Records from a dataset:
<<<<

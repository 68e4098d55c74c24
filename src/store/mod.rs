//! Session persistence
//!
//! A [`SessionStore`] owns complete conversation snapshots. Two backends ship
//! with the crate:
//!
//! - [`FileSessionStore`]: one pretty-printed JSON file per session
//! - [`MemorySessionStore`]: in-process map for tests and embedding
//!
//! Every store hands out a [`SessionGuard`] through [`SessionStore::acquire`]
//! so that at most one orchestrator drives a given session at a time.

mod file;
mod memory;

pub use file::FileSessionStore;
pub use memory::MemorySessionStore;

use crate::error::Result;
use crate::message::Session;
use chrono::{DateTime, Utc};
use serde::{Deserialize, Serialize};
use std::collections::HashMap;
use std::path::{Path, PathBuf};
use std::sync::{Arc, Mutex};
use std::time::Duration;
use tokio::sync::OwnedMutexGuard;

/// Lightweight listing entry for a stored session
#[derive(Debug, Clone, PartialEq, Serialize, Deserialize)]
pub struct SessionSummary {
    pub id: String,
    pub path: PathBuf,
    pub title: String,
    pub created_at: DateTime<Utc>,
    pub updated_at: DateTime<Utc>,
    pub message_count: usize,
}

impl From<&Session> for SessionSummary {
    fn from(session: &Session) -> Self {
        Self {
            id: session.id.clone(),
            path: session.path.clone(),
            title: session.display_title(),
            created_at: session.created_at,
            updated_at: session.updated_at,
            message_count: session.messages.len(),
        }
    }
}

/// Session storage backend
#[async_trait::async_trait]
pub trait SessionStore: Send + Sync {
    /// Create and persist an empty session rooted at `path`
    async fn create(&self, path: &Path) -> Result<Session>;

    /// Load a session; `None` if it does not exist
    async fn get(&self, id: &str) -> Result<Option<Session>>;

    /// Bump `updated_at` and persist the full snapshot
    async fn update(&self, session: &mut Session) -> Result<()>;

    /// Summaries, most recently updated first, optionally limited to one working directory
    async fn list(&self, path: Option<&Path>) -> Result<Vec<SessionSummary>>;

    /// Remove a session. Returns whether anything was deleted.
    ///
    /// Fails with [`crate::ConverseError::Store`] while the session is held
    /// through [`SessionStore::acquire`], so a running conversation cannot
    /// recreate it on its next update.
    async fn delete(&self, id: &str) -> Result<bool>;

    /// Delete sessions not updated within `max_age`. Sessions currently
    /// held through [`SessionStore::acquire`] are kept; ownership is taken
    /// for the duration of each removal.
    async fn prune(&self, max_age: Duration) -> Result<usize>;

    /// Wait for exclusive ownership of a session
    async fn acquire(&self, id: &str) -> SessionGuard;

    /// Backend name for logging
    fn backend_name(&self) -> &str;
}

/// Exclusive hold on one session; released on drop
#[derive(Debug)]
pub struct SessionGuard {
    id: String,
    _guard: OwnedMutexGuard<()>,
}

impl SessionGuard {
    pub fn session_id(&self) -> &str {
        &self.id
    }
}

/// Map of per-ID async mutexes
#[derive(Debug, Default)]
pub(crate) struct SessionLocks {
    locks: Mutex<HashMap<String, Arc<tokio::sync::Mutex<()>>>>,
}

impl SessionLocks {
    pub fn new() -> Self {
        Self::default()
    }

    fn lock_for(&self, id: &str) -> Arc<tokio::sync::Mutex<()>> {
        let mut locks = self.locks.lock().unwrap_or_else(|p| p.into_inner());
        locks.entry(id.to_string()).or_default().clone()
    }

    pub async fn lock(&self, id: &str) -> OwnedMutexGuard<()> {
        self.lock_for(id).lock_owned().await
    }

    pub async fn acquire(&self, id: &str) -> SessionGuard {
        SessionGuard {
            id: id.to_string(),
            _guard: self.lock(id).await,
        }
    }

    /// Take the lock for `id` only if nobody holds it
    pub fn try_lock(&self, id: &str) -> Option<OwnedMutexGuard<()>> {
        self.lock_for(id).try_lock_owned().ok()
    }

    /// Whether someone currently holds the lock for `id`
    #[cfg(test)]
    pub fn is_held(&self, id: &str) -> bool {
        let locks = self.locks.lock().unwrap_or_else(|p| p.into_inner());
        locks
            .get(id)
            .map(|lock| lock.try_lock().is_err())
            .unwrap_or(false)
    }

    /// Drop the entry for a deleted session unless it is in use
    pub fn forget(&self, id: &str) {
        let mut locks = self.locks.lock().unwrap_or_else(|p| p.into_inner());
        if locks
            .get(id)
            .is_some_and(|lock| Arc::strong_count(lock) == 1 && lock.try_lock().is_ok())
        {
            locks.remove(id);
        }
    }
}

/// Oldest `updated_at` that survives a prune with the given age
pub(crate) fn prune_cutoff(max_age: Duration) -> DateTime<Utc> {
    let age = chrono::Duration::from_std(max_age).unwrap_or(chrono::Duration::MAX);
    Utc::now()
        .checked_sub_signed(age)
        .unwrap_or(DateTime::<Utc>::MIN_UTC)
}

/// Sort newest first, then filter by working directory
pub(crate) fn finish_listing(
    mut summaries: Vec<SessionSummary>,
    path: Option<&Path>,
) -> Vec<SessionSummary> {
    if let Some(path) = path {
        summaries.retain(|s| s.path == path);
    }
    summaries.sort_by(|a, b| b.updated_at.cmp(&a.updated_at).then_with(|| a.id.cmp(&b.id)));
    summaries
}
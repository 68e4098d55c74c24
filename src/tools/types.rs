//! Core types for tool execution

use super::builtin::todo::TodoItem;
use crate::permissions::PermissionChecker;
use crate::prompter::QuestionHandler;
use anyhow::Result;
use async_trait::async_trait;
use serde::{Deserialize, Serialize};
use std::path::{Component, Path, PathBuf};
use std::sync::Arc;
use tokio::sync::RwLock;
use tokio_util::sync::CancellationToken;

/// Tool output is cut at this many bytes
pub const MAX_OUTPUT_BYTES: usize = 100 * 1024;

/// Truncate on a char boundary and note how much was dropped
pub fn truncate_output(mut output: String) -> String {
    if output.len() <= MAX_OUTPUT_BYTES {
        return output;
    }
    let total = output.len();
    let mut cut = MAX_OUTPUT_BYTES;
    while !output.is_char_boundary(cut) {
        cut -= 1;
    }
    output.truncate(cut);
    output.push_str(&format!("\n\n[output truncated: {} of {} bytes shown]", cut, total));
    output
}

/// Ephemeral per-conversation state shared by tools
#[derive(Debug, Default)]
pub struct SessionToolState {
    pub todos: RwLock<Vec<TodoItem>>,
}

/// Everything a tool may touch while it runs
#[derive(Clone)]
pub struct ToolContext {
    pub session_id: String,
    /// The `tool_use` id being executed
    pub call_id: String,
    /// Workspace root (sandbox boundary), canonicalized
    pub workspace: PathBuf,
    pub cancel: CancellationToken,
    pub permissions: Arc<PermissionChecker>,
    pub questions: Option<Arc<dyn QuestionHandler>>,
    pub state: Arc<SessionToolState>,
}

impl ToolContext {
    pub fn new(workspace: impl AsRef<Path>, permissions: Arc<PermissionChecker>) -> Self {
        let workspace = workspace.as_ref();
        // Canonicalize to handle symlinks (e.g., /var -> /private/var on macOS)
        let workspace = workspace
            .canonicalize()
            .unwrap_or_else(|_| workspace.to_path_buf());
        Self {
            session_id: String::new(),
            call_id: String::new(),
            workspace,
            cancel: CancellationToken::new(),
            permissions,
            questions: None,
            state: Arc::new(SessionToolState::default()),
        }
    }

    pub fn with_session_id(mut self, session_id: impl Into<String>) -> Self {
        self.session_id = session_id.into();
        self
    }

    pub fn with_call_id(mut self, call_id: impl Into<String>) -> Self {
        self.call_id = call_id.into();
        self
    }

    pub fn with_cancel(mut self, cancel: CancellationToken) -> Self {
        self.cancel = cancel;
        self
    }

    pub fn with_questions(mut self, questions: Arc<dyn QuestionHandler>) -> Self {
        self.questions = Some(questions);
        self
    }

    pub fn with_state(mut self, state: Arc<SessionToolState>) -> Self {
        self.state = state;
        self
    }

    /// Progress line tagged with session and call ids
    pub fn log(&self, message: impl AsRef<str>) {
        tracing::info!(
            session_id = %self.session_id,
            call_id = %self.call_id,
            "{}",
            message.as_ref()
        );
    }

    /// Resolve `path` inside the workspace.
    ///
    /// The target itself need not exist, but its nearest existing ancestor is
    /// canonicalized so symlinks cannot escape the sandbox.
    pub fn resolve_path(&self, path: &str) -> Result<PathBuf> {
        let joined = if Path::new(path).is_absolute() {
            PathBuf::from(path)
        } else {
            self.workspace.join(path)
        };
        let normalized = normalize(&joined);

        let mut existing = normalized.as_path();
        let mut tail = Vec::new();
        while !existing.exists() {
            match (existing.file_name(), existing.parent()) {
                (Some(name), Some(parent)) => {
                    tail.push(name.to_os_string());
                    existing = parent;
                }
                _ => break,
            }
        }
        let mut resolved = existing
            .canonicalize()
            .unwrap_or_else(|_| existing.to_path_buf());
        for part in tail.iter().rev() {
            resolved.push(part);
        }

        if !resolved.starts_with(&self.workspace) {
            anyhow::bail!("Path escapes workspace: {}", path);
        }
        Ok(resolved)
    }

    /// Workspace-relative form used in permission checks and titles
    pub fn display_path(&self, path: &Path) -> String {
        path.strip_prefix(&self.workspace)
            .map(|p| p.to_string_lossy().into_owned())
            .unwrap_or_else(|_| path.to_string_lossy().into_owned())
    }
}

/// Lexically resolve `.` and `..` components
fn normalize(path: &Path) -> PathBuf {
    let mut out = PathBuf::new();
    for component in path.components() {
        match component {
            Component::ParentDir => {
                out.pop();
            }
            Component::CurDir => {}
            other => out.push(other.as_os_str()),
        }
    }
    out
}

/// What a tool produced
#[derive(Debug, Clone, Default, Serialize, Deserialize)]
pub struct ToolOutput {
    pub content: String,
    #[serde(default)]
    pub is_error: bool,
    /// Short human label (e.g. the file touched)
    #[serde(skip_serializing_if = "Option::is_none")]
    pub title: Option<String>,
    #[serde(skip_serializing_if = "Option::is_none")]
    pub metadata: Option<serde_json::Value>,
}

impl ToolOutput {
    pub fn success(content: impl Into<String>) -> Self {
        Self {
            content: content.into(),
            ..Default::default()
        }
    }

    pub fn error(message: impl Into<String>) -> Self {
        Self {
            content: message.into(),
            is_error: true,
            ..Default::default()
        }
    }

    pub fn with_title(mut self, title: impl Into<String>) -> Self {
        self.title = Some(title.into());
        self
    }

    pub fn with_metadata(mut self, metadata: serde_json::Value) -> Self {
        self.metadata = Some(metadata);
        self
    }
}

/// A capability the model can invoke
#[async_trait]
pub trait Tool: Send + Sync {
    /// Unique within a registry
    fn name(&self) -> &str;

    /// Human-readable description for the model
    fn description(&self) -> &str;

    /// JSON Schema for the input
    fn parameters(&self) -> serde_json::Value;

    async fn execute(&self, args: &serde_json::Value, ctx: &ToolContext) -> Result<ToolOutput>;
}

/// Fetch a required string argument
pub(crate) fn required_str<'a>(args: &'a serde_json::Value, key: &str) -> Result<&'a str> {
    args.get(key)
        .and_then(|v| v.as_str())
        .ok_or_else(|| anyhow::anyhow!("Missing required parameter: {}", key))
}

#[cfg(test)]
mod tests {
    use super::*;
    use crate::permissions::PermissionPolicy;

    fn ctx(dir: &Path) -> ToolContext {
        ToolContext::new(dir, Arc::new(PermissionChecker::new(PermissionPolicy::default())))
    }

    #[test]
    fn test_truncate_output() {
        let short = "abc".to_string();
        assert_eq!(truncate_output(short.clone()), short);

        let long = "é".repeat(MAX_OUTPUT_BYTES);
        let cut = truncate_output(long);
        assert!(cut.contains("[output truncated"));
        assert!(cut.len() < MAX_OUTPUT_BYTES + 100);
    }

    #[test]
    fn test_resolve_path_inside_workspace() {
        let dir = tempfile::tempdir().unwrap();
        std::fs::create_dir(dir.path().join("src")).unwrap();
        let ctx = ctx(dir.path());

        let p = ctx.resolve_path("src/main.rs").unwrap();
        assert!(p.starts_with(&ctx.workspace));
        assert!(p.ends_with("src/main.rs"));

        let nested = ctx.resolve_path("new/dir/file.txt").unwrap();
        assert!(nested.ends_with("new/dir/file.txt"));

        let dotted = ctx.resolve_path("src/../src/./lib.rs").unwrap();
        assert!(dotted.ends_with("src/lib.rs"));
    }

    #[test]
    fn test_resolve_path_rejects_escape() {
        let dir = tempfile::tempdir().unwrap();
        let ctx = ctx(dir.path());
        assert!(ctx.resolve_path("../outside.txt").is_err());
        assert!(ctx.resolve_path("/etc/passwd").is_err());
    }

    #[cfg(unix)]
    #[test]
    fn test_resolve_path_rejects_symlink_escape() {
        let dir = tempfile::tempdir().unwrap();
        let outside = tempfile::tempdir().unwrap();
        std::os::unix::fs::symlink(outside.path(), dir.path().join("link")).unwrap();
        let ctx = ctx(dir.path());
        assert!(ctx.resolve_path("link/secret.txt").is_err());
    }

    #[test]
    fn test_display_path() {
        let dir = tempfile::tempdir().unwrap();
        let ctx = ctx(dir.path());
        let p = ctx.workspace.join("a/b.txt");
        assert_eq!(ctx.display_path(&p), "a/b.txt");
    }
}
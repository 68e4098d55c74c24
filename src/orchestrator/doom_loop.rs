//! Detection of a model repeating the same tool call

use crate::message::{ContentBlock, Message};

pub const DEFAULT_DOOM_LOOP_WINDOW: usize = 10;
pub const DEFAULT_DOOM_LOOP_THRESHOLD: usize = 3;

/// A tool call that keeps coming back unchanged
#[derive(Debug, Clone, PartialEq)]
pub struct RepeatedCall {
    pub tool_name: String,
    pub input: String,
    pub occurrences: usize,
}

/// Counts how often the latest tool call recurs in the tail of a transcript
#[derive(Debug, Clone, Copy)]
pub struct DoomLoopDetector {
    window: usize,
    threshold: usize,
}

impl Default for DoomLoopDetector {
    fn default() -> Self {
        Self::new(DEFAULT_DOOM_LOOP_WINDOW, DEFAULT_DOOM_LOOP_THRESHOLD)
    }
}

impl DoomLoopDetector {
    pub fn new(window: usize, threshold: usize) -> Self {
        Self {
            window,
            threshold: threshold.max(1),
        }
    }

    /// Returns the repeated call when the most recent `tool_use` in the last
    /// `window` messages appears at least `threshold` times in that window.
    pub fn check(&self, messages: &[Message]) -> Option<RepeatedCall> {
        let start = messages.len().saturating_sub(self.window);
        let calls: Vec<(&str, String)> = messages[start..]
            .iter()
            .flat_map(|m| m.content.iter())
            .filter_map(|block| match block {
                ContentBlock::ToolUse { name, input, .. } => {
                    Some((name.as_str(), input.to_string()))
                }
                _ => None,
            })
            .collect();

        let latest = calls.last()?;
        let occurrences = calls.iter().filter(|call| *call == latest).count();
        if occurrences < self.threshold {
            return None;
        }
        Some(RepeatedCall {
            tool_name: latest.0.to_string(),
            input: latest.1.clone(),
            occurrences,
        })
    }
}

>>>>

**How to complete this task**
Pull out every line holding "canonicalized" from the records above, and copy it.

**Result of the task**
    /// Workspace root (sandbox boundary), canonicalized
    /// canonicalized so symlinks cannot escape the sandbox.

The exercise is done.